Saved entries
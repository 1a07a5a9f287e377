//! Replay protection for OAuth authorization codes.
//!
//! A provider accepts each authorization code once. Browsers and single-page
//! apps routinely submit the callback twice, so the first successful exchange
//! is cached and every later submission of the same code gets that result.
//! Only successes are cached: a failed exchange releases the code.

use crate::auth::CallbackResponse;
use async_trait::async_trait;
use log::debug;
use std::collections::HashMap;
use std::sync::{Arc, Mutex, MutexGuard};
use tokio::sync::{Mutex as AsyncMutex, OwnedMutexGuard};

/// Outcome of claiming a code.
pub enum CodeClaim {
    /// The code was already exchanged; answer with this response.
    Replay(CallbackResponse),
    /// The caller owns the exchange. Complete the ticket on success; dropping
    /// it releases the code for a later retry.
    Fresh(Box<dyn ExchangeTicket>),
}

impl std::fmt::Debug for CodeClaim {
    fn fmt(&self, f: &mut std::fmt::Formatter<'_>) -> std::fmt::Result {
        match self {
            CodeClaim::Replay(_) => f.write_str("CodeClaim::Replay"),
            CodeClaim::Fresh(_) => f.write_str("CodeClaim::Fresh"),
        }
    }
}

/// Exclusive right to exchange one code.
pub trait ExchangeTicket: Send {
    /// Caches `response` for every later claim of the same code.
    fn complete(self: Box<Self>, response: CallbackResponse);
}

/// Store of authorization-code outcomes. `claim` must be atomic per code:
/// while one caller holds a `Fresh` ticket, other claims for that code wait.
#[async_trait]
pub trait CodeStore: Send + Sync {
    async fn claim(&self, code: &str) -> CodeClaim;
}

type Slot = Arc<AsyncMutex<Option<CallbackResponse>>>;
type SlotMap = Arc<Mutex<HashMap<String, Slot>>>;

/// Process-lifetime, in-memory [`CodeStore`].
#[derive(Debug, Default, Clone)]
pub struct MemoryCodeStore {
    slots: SlotMap,
}

fn lock_map(map: &Mutex<HashMap<String, Slot>>) -> MutexGuard<'_, HashMap<String, Slot>> {
    map.lock().unwrap_or_else(|poisoned| poisoned.into_inner())
}

impl MemoryCodeStore {
    pub fn new() -> Self {
        Self::default()
    }

    /// Number of codes currently tracked (in flight or exchanged).
    pub fn len(&self) -> usize {
        lock_map(&self.slots).len()
    }

    pub fn is_empty(&self) -> bool {
        self.len() == 0
    }

    pub fn contains(&self, code: &str) -> bool {
        lock_map(&self.slots).contains_key(code)
    }
}

#[async_trait]
impl CodeStore for MemoryCodeStore {
    async fn claim(&self, code: &str) -> CodeClaim {
        loop {
            let slot = {
                let mut slots = lock_map(&self.slots);
                slots
                    .entry(code.to_string())
                    .or_insert_with(|| Arc::new(AsyncMutex::new(None)))
                    .clone()
            };

            // Waits here while another request exchanges the same code.
            let guard = slot.clone().lock_owned().await;

            if let Some(cached) = (*guard).as_ref() {
                return CodeClaim::Replay(cached.clone());
            }

            // The previous owner may have failed and released the code; if
            // so, start over so there is only ever one live slot per code.
            let still_current = lock_map(&self.slots)
                .get(code)
                .map(|current| Arc::ptr_eq(current, &slot))
                .unwrap_or(false);
            if !still_current {
                debug!("Slot for code was released while waiting, reclaiming");
                continue;
            }

            return CodeClaim::Fresh(Box::new(MemoryTicket {
                code: code.to_string(),
                slots: self.slots.clone(),
                guard: Some(guard),
                completed: false,
            }));
        }
    }
}

struct MemoryTicket {
    code: String,
    slots: SlotMap,
    guard: Option<OwnedMutexGuard<Option<CallbackResponse>>>,
    completed: bool,
}

impl ExchangeTicket for MemoryTicket {
    fn complete(mut self: Box<Self>, response: CallbackResponse) {
        if let Some(guard) = self.guard.as_mut() {
            **guard = Some(response);
        }
        self.completed = true;
    }
}

impl Drop for MemoryTicket {
    fn drop(&mut self) {
        if self.completed {
            return;
        }
        if let Some(guard) = self.guard.as_ref() {
            let slot = OwnedMutexGuard::mutex(guard);
            let mut slots = lock_map(&self.slots);
            let owns_entry = slots
                .get(&self.code)
                .map(|current| Arc::ptr_eq(current, slot))
                .unwrap_or(false);
            if owns_entry {
                slots.remove(&self.code);
            }
        }
        // Waiters wake up once the guard is released below.
        self.guard.take();
    }
}

#[cfg(test)]
mod tests {
    use super::*;
    use std::sync::atomic::{AtomicUsize, Ordering};
    use std::time::Duration;

    fn response(token: &str) -> CallbackResponse {
        CallbackResponse {
            status: "success".to_string(),
            access_token: token.to_string(),
            refresh_token: None,
            token_uri: "https://oauth2.googleapis.com/token".to_string(),
            client_id: "id".to_string(),
            client_secret: "secret".to_string(),
            scopes: vec![],
            user_info: None,
        }
    }

    #[tokio::test]
    async fn completed_code_is_replayed() {
        let store = MemoryCodeStore::new();

        match store.claim("code-1").await {
            CodeClaim::Fresh(ticket) => ticket.complete(response("tok")),
            other => panic!("expected fresh claim, got {:?}", other),
        }

        match store.claim("code-1").await {
            CodeClaim::Replay(cached) => assert_eq!(cached.access_token, "tok"),
            other => panic!("expected replay, got {:?}", other),
        }
        assert_eq!(store.len(), 1);
    }

    #[tokio::test]
    async fn dropped_ticket_releases_code() {
        let store = MemoryCodeStore::new();

        match store.claim("code-2").await {
            CodeClaim::Fresh(ticket) => drop(ticket),
            other => panic!("expected fresh claim, got {:?}", other),
        }
        assert!(!store.contains("code-2"));

        assert!(matches!(store.claim("code-2").await, CodeClaim::Fresh(_)));
    }

    #[tokio::test]
    async fn distinct_codes_do_not_block_each_other() {
        let store = MemoryCodeStore::new();
        let first = store.claim("a").await;
        let second = tokio::time::timeout(Duration::from_secs(1), store.claim("b")).await;
        assert!(matches!(first, CodeClaim::Fresh(_)));
        assert!(matches!(second, Ok(CodeClaim::Fresh(_))));
    }

    #[tokio::test]
    async fn concurrent_claims_exchange_once() {
        let store = Arc::new(MemoryCodeStore::new());
        let exchanges = Arc::new(AtomicUsize::new(0));

        let mut handles = Vec::new();
        for _ in 0..8 {
            let store = store.clone();
            let exchanges = exchanges.clone();
            handles.push(tokio::spawn(async move {
                match store.claim("shared").await {
                    CodeClaim::Fresh(ticket) => {
                        exchanges.fetch_add(1, Ordering::SeqCst);
                        tokio::time::sleep(Duration::from_millis(20)).await;
                        ticket.complete(response("only-once"));
                        "only-once".to_string()
                    }
                    CodeClaim::Replay(cached) => cached.access_token,
                }
            }));
        }

        for handle in handles {
            assert_eq!(handle.await.unwrap(), "only-once");
        }
        assert_eq!(exchanges.load(Ordering::SeqCst), 1);
    }

    #[tokio::test]
    async fn waiter_takes_over_after_failed_owner() {
        let store = Arc::new(MemoryCodeStore::new());

        let owner = match store.claim("retry").await {
            CodeClaim::Fresh(ticket) => ticket,
            other => panic!("expected fresh claim, got {:?}", other),
        };

        let waiter_store = store.clone();
        let waiter = tokio::spawn(async move { waiter_store.claim("retry").await });

        tokio::time::sleep(Duration::from_millis(20)).await;
        drop(owner);

        match waiter.await.unwrap() {
            CodeClaim::Fresh(ticket) => ticket.complete(response("second-try")),
            other => panic!("expected the waiter to own the retry, got {:?}", other),
        }
        assert!(matches!(store.claim("retry").await, CodeClaim::Replay(_)));
    }
}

*Description of the task*. Print the data above exactly as it reads.

*Task result*.
repository 1a07a5a9f287e377
//! Replay protection for OAuth authorization codes.
//!
//! A provider accepts each authorization code once. Browsers and single-page
//! apps routinely submit the callback twice, so the first successful exchange
//! is cached and every later submission of the same code gets that result.
//! Only successes are cached: a failed exchange releases the code.

use crate::auth::CallbackResponse;
use async_trait::async_trait;
use log::debug;
use std::collections::HashMap;
use std::sync::{Arc, Mutex, MutexGuard};
use tokio::sync::{Mutex as AsyncMutex, OwnedMutexGuard};

/// Outcome of claiming a code.
pub enum CodeClaim {
    /// The code was already exchanged; answer with this response.
    Replay(CallbackResponse),
    /// The caller owns the exchange. Complete the ticket on success; dropping
    /// it releases the code for a later retry.
    Fresh(Box<dyn ExchangeTicket>),
}

impl std::fmt::Debug for CodeClaim {
    fn fmt(&self, f: &mut std::fmt::Formatter<'_>) -> std::fmt::Result {
        match self {
            CodeClaim::Replay(_) => f.write_str("CodeClaim::Replay"),
            CodeClaim::Fresh(_) => f.write_str("CodeClaim::Fresh"),
        }
    }
}

/// Exclusive right to exchange one code.
pub trait ExchangeTicket: Send {
    /// Caches `response` for every later claim of the same code.
    fn complete(self: Box<Self>, response: CallbackResponse);
}

/// Store of authorization-code outcomes. `claim` must be atomic per code:
/// while one caller holds a `Fresh` ticket, other claims for that code wait.
#[async_trait]
pub trait CodeStore: Send + Sync {
    async fn claim(&self, code: &str) -> CodeClaim;
}

type Slot = Arc<AsyncMutex<Option<CallbackResponse>>>;
type SlotMap = Arc<Mutex<HashMap<String, Slot>>>;

/// Process-lifetime, in-memory [`CodeStore`].
#[derive(Debug, Default, Clone)]
pub struct MemoryCodeStore {
    slots: SlotMap,
}

fn lock_map(map: &Mutex<HashMap<String, Slot>>) -> MutexGuard<'_, HashMap<String, Slot>> {
    map.lock().unwrap_or_else(|poisoned| poisoned.into_inner())
}

impl MemoryCodeStore {
    pub fn new() -> Self {
        Self::default()
    }

    /// Number of codes currently tracked (in flight or exchanged).
    pub fn len(&self) -> usize {
        lock_map(&self.slots).len()
    }

    pub fn is_empty(&self) -> bool {
        self.len() == 0
    }

    pub fn contains(&self, code: &str) -> bool {
        lock_map(&self.slots).contains_key(code)
    }
}

#[async_trait]
impl CodeStore for MemoryCodeStore {
    async fn claim(&self, code: &str) -> CodeClaim {
        loop {
            let slot = {
                let mut slots = lock_map(&self.slots);
                slots
                    .entry(code.to_string())
                    .or_insert_with(|| Arc::new(AsyncMutex::new(None)))
                    .clone()
            };

            // Waits here while another request exchanges the same code.
            let guard = slot.clone().lock_owned().await;

            if let Some(cached) = (*guard).as_ref() {
                return CodeClaim::Replay(cached.clone());
            }

            // The previous owner may have failed and released the code; if
            // so, start over so there is only ever one live slot per code.
            let still_current = lock_map(&self.slots)
                .get(code)
                .map(|current| Arc::ptr_eq(current, &slot))
                .unwrap_or(false);
            if !still_current {
                debug!("Slot for code was released while waiting, reclaiming");
                continue;
            }

            return CodeClaim::Fresh(Box::new(MemoryTicket {
                code: code.to_string(),
                slots: self.slots.clone(),
                guard: Some(guard),
                completed: false,
            }));
        }
    }
}

struct MemoryTicket {
    code: String,
    slots: SlotMap,
    guard: Option<OwnedMutexGuard<Option<CallbackResponse>>>,
    completed: bool,
}

impl ExchangeTicket for MemoryTicket {
    fn complete(mut self: Box<Self>, response: CallbackResponse) {
        if let Some(guard) = self.guard.as_mut() {
            **guard = Some(response);
        }
        self.completed = true;
    }
}

impl Drop for MemoryTicket {
    fn drop(&mut self) {
        if self.completed {
            return;
        }
        if let Some(guard) = self.guard.as_ref() {
            let slot = OwnedMutexGuard::mutex(guard);
            let mut slots = lock_map(&self.slots);
            let owns_entry = slots
                .get(&self.code)
                .map(|current| Arc::ptr_eq(current, slot))
                .unwrap_or(false);
            if owns_entry {
                slots.remove(&self.code);
            }
        }
        // Waiters wake up once the guard is released below.
        self.guard.take();
    }
}

#[cfg(test)]
mod tests {
    use super::*;
    use std::sync::atomic::{AtomicUsize, Ordering};
    use std::time::Duration;

    fn response(token: &str) -> CallbackResponse {
        CallbackResponse {
            status: "success".to_string(),
            access_token: token.to_string(),
            refresh_token: None,
            token_uri: "https://oauth2.googleapis.com/token".to_string(),
            client_id: "id".to_string(),
            client_secret: "secret".to_string(),
            scopes: vec![],
            user_info: None,
        }
    }

    #[tokio::test]
    async fn completed_code_is_replayed() {
        let store = MemoryCodeStore::new();

        match store.claim("code-1").await {
            CodeClaim::Fresh(ticket) => ticket.complete(response("tok")),
            other => panic!("expected fresh claim, got {:?}", other),
        }

        match store.claim("code-1").await {
            CodeClaim::Replay(cached) => assert_eq!(cached.access_token, "tok"),
            other => panic!("expected replay, got {:?}", other),
        }
        assert_eq!(store.len(), 1);
    }

    #[tokio::test]
    async fn dropped_ticket_releases_code() {
        let store = MemoryCodeStore::new();

        match store.claim("code-2").await {
            CodeClaim::Fresh(ticket) => drop(ticket),
            other => panic!("expected fresh claim, got {:?}", other),
        }
        assert!(!store.contains("code-2"));

        assert!(matches!(store.claim("code-2").await, CodeClaim::Fresh(_)));
    }

    #[tokio::test]
    async fn distinct_codes_do_not_block_each_other() {
        let store = MemoryCodeStore::new();
        let first = store.claim("a").await;
        let second = tokio::time::timeout(Duration::from_secs(1), store.claim("b")).await;
        assert!(matches!(first, CodeClaim::Fresh(_)));
        assert!(matches!(second, Ok(CodeClaim::Fresh(_))));
    }

    #[tokio::test]
    async fn concurrent_claims_exchange_once() {
        let store = Arc::new(MemoryCodeStore::new());
        let exchanges = Arc::new(AtomicUsize::new(0));

        let mut handles = Vec::new();
        for _ in 0..8 {
            let store = store.clone();
            let exchanges = exchanges.clone();
            handles.push(tokio::spawn(async move {
                match store.claim("shared").await {
                    CodeClaim::Fresh(ticket) => {
                        exchanges.fetch_add(1, Ordering::SeqCst);
                        tokio::time::sleep(Duration::from_millis(20)).await;
                        ticket.complete(response("only-once"));
                        "only-once".to_string()
                    }
                    CodeClaim::Replay(cached) => cached.access_token,
                }
            }));
        }

        for handle in handles {
            assert_eq!(handle.await.unwrap(), "only-once");
        }
        assert_eq!(exchanges.load(Ordering::SeqCst), 1);
    }

    #[tokio::test]
    async fn waiter_takes_over_after_failed_owner() {
        let store = Arc::new(MemoryCodeStore::new());

        let owner = match store.claim("retry").await {
            CodeClaim::Fresh(ticket) => ticket,
            other => panic!("expected fresh claim, got {:?}", other),
        };

        let waiter_store = store.clone();
        let waiter = tokio::spawn(async move { waiter_store.claim("retry").await });

        tokio::time::sleep(Duration::from_millis(20)).await;
        drop(owner);

        match waiter.await.unwrap() {
            CodeClaim::Fresh(ticket) => ticket.complete(response("second-try")),
            other => panic!("expected the waiter to own the retry, got {:?}", other),
        }
        assert!(matches!(store.claim("retry").await, CodeClaim::Replay(_)));
    }
}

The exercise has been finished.